* **Exercise description**
The lines to copy run from the one containing "reducer and listeners." to the end of the records below; repeat them exactly and include nothing else.

Collected data entries:
********************

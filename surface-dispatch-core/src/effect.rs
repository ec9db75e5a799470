//! Effect-based state management
//!
//! Reducers stay pure: instead of calling the backend they return effects,
//! declarative descriptions of remote work. The runtime hands each effect to
//! an [`EffectHandler`](crate::runtime::EffectHandler), which issues remote
//! calls on the task manager; each completed call comes back as a result
//! action.
//!
//! # Example
//!
//! ```ignore
//! enum Effect {
//!     FetchBalance { address: String, chain_id: String },
//! }
//!
//! fn reducer(state: &mut PanelTree, action: Action) -> DispatchResult<PanelSlices, Effect> {
//!     match action {
//!         Action::BalanceRefresh => {
//!             state.wallet.is_loading_balances = true;
//!             DispatchResult::changed_with(
//!                 PanelSlices::WALLET,
//!                 Effect::FetchBalance { address, chain_id },
//!             )
//!         }
//!         Action::BalanceDidLoad { address, balance } => {
//!             state.wallet.balances.insert(address, balance);
//!             DispatchResult::changed(PanelSlices::WALLET)
//!         }
//!     }
//! }
//! ```

use std::marker::PhantomData;

use bitflags::Flags;

use crate::action::Action;
use crate::slice::StateTree;
use crate::store::{Middleware, NoopMiddleware, Store};

/// Result of dispatching an action to an effect-aware store.
///
/// Contains the slices the reducer changed and any effects to be processed.
#[derive(Debug, Clone, PartialEq, Eq)]
pub struct DispatchResult<C, E> {
    /// Slices modified by this action.
    pub changed: C,
    /// Effects to be processed after dispatch.
    pub effects: Vec<E>,
}

impl<C: Flags + Copy, E> Default for DispatchResult<C, E> {
    fn default() -> Self {
        Self::unchanged()
    }
}

impl<C: Flags + Copy, E> DispatchResult<C, E> {
    /// No state change and no effects.
    #[inline]
    pub fn unchanged() -> Self {
        Self {
            changed: C::empty(),
            effects: vec![],
        }
    }

    /// The given slices changed, no effects.
    #[inline]
    pub fn changed(slices: C) -> Self {
        Self {
            changed: slices,
            effects: vec![],
        }
    }

    /// A single effect, no state change.
    #[inline]
    pub fn effect(effect: E) -> Self {
        Self {
            changed: C::empty(),
            effects: vec![effect],
        }
    }

    /// Multiple effects, no state change.
    #[inline]
    pub fn effects(effects: Vec<E>) -> Self {
        Self {
            changed: C::empty(),
            effects,
        }
    }

    /// The given slices changed, with a single effect.
    #[inline]
    pub fn changed_with(slices: C, effect: E) -> Self {
        Self {
            changed: slices,
            effects: vec![effect],
        }
    }

    /// The given slices changed, with multiple effects.
    #[inline]
    pub fn changed_with_many(slices: C, effects: Vec<E>) -> Self {
        Self {
            changed: slices,
            effects,
        }
    }

    /// Add an effect to this result.
    #[inline]
    pub fn with(mut self, effect: E) -> Self {
        self.effects.push(effect);
        self
    }

    /// Mark more slices as changed.
    #[inline]
    pub fn mark_changed(mut self, slices: C) -> Self {
        self.changed.insert(slices);
        self
    }

    /// Combine with another result (used by reducers that delegate per slice).
    #[inline]
    pub fn merge(mut self, other: Self) -> Self {
        self.changed.insert(other.changed);
        self.effects.extend(other.effects);
        self
    }

    /// Whether any slice changed.
    #[inline]
    pub fn is_changed(&self) -> bool {
        !self.changed.is_empty()
    }

    /// Returns true if there are any effects to process.
    #[inline]
    pub fn has_effects(&self) -> bool {
        !self.effects.is_empty()
    }
}

/// A reducer function that can emit effects.
pub type EffectReducer<S, A, E> = fn(&mut S, A) -> DispatchResult<<S as StateTree>::Changes, E>;

/// A [`Store`] driven by an effect-emitting reducer and a middleware.
///
/// Dispatch goes through [`Store::set_state`] semantics, so listeners see
/// reducer updates exactly like patch updates, tagged with the action name.
pub struct EffectStore<S, A, E, M = NoopMiddleware>
where
    S: StateTree,
    A: Action,
    M: Middleware<A>,
{
    store: Store<S>,
    reducer: EffectReducer<S, A, E>,
    middleware: M,
    _marker: PhantomData<(A, E)>,
}

impl<S, A, E> EffectStore<S, A, E, NoopMiddleware>
where
    S: StateTree,
    A: Action,
{
    /// Create a new effect store with the given initial state and reducer.
    pub fn new(state: S, reducer: EffectReducer<S, A, E>) -> Self {
        Self::with_middleware(state, reducer, NoopMiddleware)
    }
}

impl<S, A, E, M> EffectStore<S, A, E, M>
where
    S: StateTree,
    A: Action,
    M: Middleware<A>,
{
    /// Create a new effect store with middleware.
    pub fn with_middleware(state: S, reducer: EffectReducer<S, A, E>, middleware: M) -> Self {
        Self {
            store: Store::new(state),
            reducer,
            middleware,
            _marker: PhantomData,
        }
    }

    /// Shared store handle (for listeners and direct patches).
    #[inline]
    pub fn store(&self) -> &Store<S> {
        &self.store
    }

    /// Current snapshot.
    #[inline]
    pub fn state(&self) -> std::rc::Rc<S> {
        self.store.state()
    }

    /// Get a reference to the middleware.
    #[inline]
    pub fn middleware(&self) -> &M {
        &self.middleware
    }

    /// Get a mutable reference to the middleware.
    #[inline]
    pub fn middleware_mut(&mut self) -> &mut M {
        &mut self.middleware
    }

    /// Dispatch an action through middleware, reducer and listeners.
    pub fn dispatch(&mut self, action: A) -> DispatchResult<S::Changes, E> {
        self.middleware.before(&action);

        let name = action.name();
        let reducer = self.reducer;
        let mut effects = Vec::new();
        let changed = self.store.apply(
            |state: &mut S| {
                let result = reducer(state, action.clone());
                effects = result.effects;
                result.changed
            },
            Some(name),
        );

        self.middleware.after(&action, !changed.is_empty());
        DispatchResult { changed, effects }
    }
}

********************

* **Result of the task**
    /// Dispatch an action through middleware, reducer and listeners.
    pub fn dispatch(&mut self, action: A) -> DispatchResult<S::Changes, E> {
        self.middleware.before(&action);

        let name = action.name();
        let reducer = self.reducer;
        let mut effects = Vec::new();
        let changed = self.store.apply(
            |state: &mut S| {
                let result = reducer(state, action.clone());
                effects = result.effects;
                result.changed
            },
            Some(name),
        );

        self.middleware.after(&action, !changed.is_empty());
        DispatchResult { changed, effects }
    }
}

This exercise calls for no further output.